Je commence à craquer, vraiment. J'ai l'impression de vivre les mêmes sentiments depuis des mois. Je suis triste, je stresse. Comment rester calme quand on sait qu'il y aura quelqu'un à qui on ne pourra plus adresser la parole dans quelques semaines? Les jours ont semblé s'enchaîner si vite dernièrement, je me demande si ce n'est pas simplement la vie qui essaie de m'enlever Lily au plus vite. J'en ai tant sur le coeur, mais j'en veux tellement à cette maladie. Tout comme je m'en veux de ne pas pouvoir la sauver. Ou de ne pas l'avoir connu avant pour lui supplier d'aller consulter plus tôt. Elle a attendu que ça passe, mais la seule chose qu'elle a réellement attendue est la mort. La mort si venimeuse, d'aucune pitié. Je déteste le tournant de la vie. Rien de moins.

Lily est désormais internée à l'hôpital. Mes collègues et moi essayons de rester positifs, mais vu de cette manière, elle est sur son lit de mort. Son état de santé ne fait que descendre en flèche et tous les docteurs ont peur pour elle. Ils veulent avoir un œil sur Lily à toutes les secondes pour qu'elle ne nous échappe pas. Évidemment, je suis une de ses infirmières désignées. À chaque fois que je vais la voir, j'ai peur que ça soit la dernière fois que je lui parle. La dernière fois que ses yeux percent les miens. La dernière fois qu'elle rit de son rire si mielleux avant de sourire en coin. L'idée que ça soit peut-être la fameuse dernière fois m'effraie. Et si ça ne se passait pas bien ?

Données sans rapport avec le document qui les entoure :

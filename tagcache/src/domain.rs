use bytes::Bytes;
use serde::{Deserialize, Serialize};
use shared::TtlMs;
use shared::config::{CacheBackend, CacheSettings};
use std::collections::BTreeSet;
use std::fmt;
use std::sync::atomic::{AtomicU64, Ordering};

static NEXT_STAMP: AtomicU64 = AtomicU64::new(1);

/// Identifies one cached response.
#[derive(Clone, Debug, PartialEq, Eq, Hash, PartialOrd, Ord, Serialize, Deserialize)]
#[serde(transparent)]
pub struct CacheKey(String);

impl CacheKey {
    pub fn new(raw: impl Into<String>) -> Self {
        Self(raw.into())
    }

    /// Key for one page of a collection listing.
    ///
    /// Layout: `{collection}[-s{scope}]-p{page}-l{limit}[-g{projection}]`, so
    /// `("products", 1, 3, None, None)` yields `products-p1-l3`.
    pub fn for_page(
        collection: &str,
        page: u32,
        limit: u32,
        scope: Option<u64>,
        projection: Option<&str>,
    ) -> Self {
        let mut raw = String::from(collection);
        if let Some(scope) = scope {
            raw.push_str(&format!("-s{}", scope));
        }
        raw.push_str(&format!("-p{}-l{}", page, limit));
        if let Some(projection) = projection {
            raw.push_str(&format!("-g{}", projection));
        }
        Self(raw)
    }

    pub fn as_str(&self) -> &str {
        &self.0
    }
}

impl fmt::Display for CacheKey {
    fn fmt(&self, f: &mut fmt::Formatter<'_>) -> fmt::Result {
        f.write_str(&self.0)
    }
}

impl From<&str> for CacheKey {
    fn from(raw: &str) -> Self {
        Self::new(raw)
    }
}

/// Label grouping entries for bulk invalidation.
#[derive(Clone, Debug, PartialEq, Eq, Hash, PartialOrd, Ord, Serialize, Deserialize)]
#[serde(transparent)]
pub struct Tag(String);

impl Tag {
    pub fn new(name: impl Into<String>) -> Self {
        Self(name.into())
    }

    pub fn as_str(&self) -> &str {
        &self.0
    }
}

impl fmt::Display for Tag {
    fn fmt(&self, f: &mut fmt::Formatter<'_>) -> fmt::Result {
        f.write_str(&self.0)
    }
}

impl From<&str> for Tag {
    fn from(name: &str) -> Self {
        Self::new(name)
    }
}

/// An immutable stored response.
///
/// `stamp` is unique per entry instance; it lets late eviction notifications
/// recognise that the key has since been re-stored.
#[derive(Clone, Debug)]
pub struct CacheEntry {
    pub key: CacheKey,
    pub payload: Bytes,
    pub tags: BTreeSet<Tag>,
    pub stamp: u64,
}

impl CacheEntry {
    pub fn new(key: CacheKey, payload: Bytes, tags: impl IntoIterator<Item = Tag>) -> Self {
        Self {
            key,
            payload,
            tags: tags.into_iter().collect(),
            stamp: NEXT_STAMP.fetch_add(1, Ordering::Relaxed),
        }
    }
}

#[derive(Clone, Debug)]
pub struct CacheConfig {
    pub name: String,
    pub backend: CacheBackend,
    pub ttl: Option<TtlMs>,
    pub max_entries: Option<u64>,
    pub single_flight: bool,
}

impl CacheConfig {
    pub fn new(name: impl Into<String>, backend: CacheBackend) -> Self {
        Self {
            name: name.into(),
            backend,
            ttl: None,
            max_entries: None,
            single_flight: false,
        }
    }

    pub fn from_settings(name: impl Into<String>, settings: &CacheSettings) -> Self {
        Self {
            name: name.into(),
            backend: settings.backend,
            ttl: settings.ttl,
            max_entries: settings.max_entries,
            single_flight: settings.single_flight,
        }
    }
}
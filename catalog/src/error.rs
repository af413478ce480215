use thiserror::Error;

#[derive(Debug, Error)]
pub enum CatalogError {
    #[error("{kind} {id} not found")]
    NotFound { kind: &'static str, id: u64 },

    #[error("Invalid pagination: {0}")]
    InvalidPage(String),

    #[error("Record has no id")]
    MissingId,

    #[error("Storage error: {0}")]
    StorageError(String),

    #[error("Serialization error: {0}")]
    SerializationError(String),
}

impl From<sled::Error> for CatalogError {
    fn from(err: sled::Error) -> Self {
        CatalogError::StorageError(err.to_string())
    }
}

impl From<serde_json::Error> for CatalogError {
    fn from(err: serde_json::Error) -> Self {
        CatalogError::SerializationError(err.to_string())
    }
}

impl From<CatalogError> for shared::Error {
    fn from(err: CatalogError) -> Self {
        match err {
            CatalogError::NotFound { .. } => shared::Error::NotFound,
            CatalogError::InvalidPage(_) | CatalogError::MissingId => {
                shared::Error::InvalidArgument(err.to_string())
            }
            CatalogError::StorageError(msg) => shared::Error::Storage(msg),
            CatalogError::SerializationError(msg) => shared::Error::Serialization(msg),
        }
    }
}
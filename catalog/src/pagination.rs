use crate::error::CatalogError;

/// One-based page number and page size.
#[derive(Clone, Copy, Debug, PartialEq, Eq)]
pub struct PageRequest {
    pub page: u32,
    pub limit: u32,
}

impl PageRequest {
    pub const MAX_LIMIT: u32 = shared::config::MAX_PAGE_LIMIT;

    pub fn new(page: u32, limit: u32) -> Result<Self, CatalogError> {
        if page == 0 {
            return Err(CatalogError::InvalidPage("page starts at 1".into()));
        }
        if limit == 0 || limit > Self::MAX_LIMIT {
            return Err(CatalogError::InvalidPage(format!(
                "limit must be between 1 and {}",
                Self::MAX_LIMIT
            )));
        }
        Ok(Self { page, limit })
    }

    pub fn offset(&self) -> usize {
        (self.page as usize - 1) * self.limit as usize
    }
}
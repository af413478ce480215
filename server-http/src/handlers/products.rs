use crate::api::{JsonBytes, PageQuery, ProductDetailResponse, ProductRequest};
use crate::cache_keys;
use crate::error::ApiError;
use crate::state::AppState;
use axum::{
    extract::{Path, Query, State},
    http::StatusCode,
    Json,
};
use catalog::{encode_payload, Product, Record};

/// GET /api/products?page=&limit=
pub async fn list_products(
    State(state): State<AppState>,
    Query(query): Query<PageQuery>,
) -> Result<JsonBytes, ApiError> {
    let page = query.resolve(state.default_page_limit)?;
    let key = cache_keys::products_page(page);
    let products = state.products.clone();

    let body = state
        .cache
        .get_or_compute(&key, &[cache_keys::products_tag()], move || async move {
            let items = products.find_all_with_pagination(page, None).await?;
            Ok::<_, ApiError>(encode_payload(&items)?)
        })
        .await?;

    Ok(JsonBytes::ok(body))
}

/// GET /api/products/{id}
pub async fn get_product(
    State(state): State<AppState>,
    Path(id): Path<u64>,
) -> Result<Json<ProductDetailResponse>, ApiError> {
    let product = find_product(&state, id).await?;
    Ok(Json(ProductDetailResponse { product }))
}

/// POST /api/products
pub async fn create_product(
    State(state): State<AppState>,
    Json(request): Json<ProductRequest>,
) -> Result<JsonBytes, ApiError> {
    validate(&request)?;

    let mut product = Product::new(request.name, request.brand, request.price);
    product.description = request.description;
    let product = state.products.add(product).await?;
    state.cache.invalidate(&cache_keys::products_tag()).await?;

    let id = product.id().ok_or(catalog::CatalogError::MissingId)?;
    tracing::info!("Created product {}", id);
    Ok(JsonBytes::created(
        encode_payload(&product)?,
        format!("/api/products/{}", id),
    ))
}

/// PUT /api/products/{id}
pub async fn update_product(
    State(state): State<AppState>,
    Path(id): Path<u64>,
    Json(request): Json<ProductRequest>,
) -> Result<StatusCode, ApiError> {
    validate(&request)?;

    let mut product = find_product(&state, id).await?;
    product.name = request.name;
    product.brand = request.brand;
    product.description = request.description;
    product.price = request.price;

    state.products.add(product).await?;
    state.cache.invalidate(&cache_keys::products_tag()).await?;
    Ok(StatusCode::NO_CONTENT)
}

/// DELETE /api/products/{id}
pub async fn delete_product(
    State(state): State<AppState>,
    Path(id): Path<u64>,
) -> Result<StatusCode, ApiError> {
    let product = find_product(&state, id).await?;
    state.products.remove(&product).await?;
    state.cache.invalidate(&cache_keys::products_tag()).await?;

    tracing::info!("Deleted product {}", id);
    Ok(StatusCode::NO_CONTENT)
}

async fn find_product(state: &AppState, id: u64) -> Result<Product, ApiError> {
    state
        .products
        .find_one_by_id(id)
        .await?
        .ok_or_else(|| ApiError::not_found(Product::KIND, id))
}

fn validate(request: &ProductRequest) -> Result<(), ApiError> {
    if request.name.trim().is_empty() {
        return Err(ApiError::BadRequest("name must not be empty".into()));
    }
    if !request.price.is_finite() || request.price < 0.0 {
        return Err(ApiError::BadRequest("price must be a positive number".into()));
    }
    Ok(())
}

Par contre, aujourd'hui, j'eus la chance d'avoir une de mes plus longues discussions avec elle. Comme elle a souvent des difficultés respiratoires, elle manque de souffle pour parler longtemps et je dois quitter. Mais ce matin, elle sembla récolter toutes ses dernières forces pour pouvoir parler. Je lui est promis de revenir la voir plus souvent pour avoir d'autres discussions comme celle-ci. Elle m'a sourit et elle m'a dit qu'elle en serait très contente et qu'elle souhaiterait qu'il y en ait plusieurs d'autres.

À la base, j'étais entrée dans la chambre de Lily, laquelle est une chambre seule, pour prendre sa pression et lui administrer ses médicaments. Elle avait un sourire accroché au visage, mais elle ne parlait pas. J'arquai les sourcils à maintes reprises, jusqu'à temps qu'elle me fasse signe de m'assoir sur le bout de son lit.

- Je sais que tu ne dois pas avoir beaucoup de temps, Sarah, mais j'aimerais parler un peu. Je manque terriblement de compagnie. Sauf pour le soleil. Toujours là, celui-là.

J'acceptai sans réfléchir et pris place sur le lit.

- Oh, Sarah, dit-elle en me prenant les deux mains. J'aurais tant aimé te connaître plus tôt. Je voudrais tellement en apprendre sur toi.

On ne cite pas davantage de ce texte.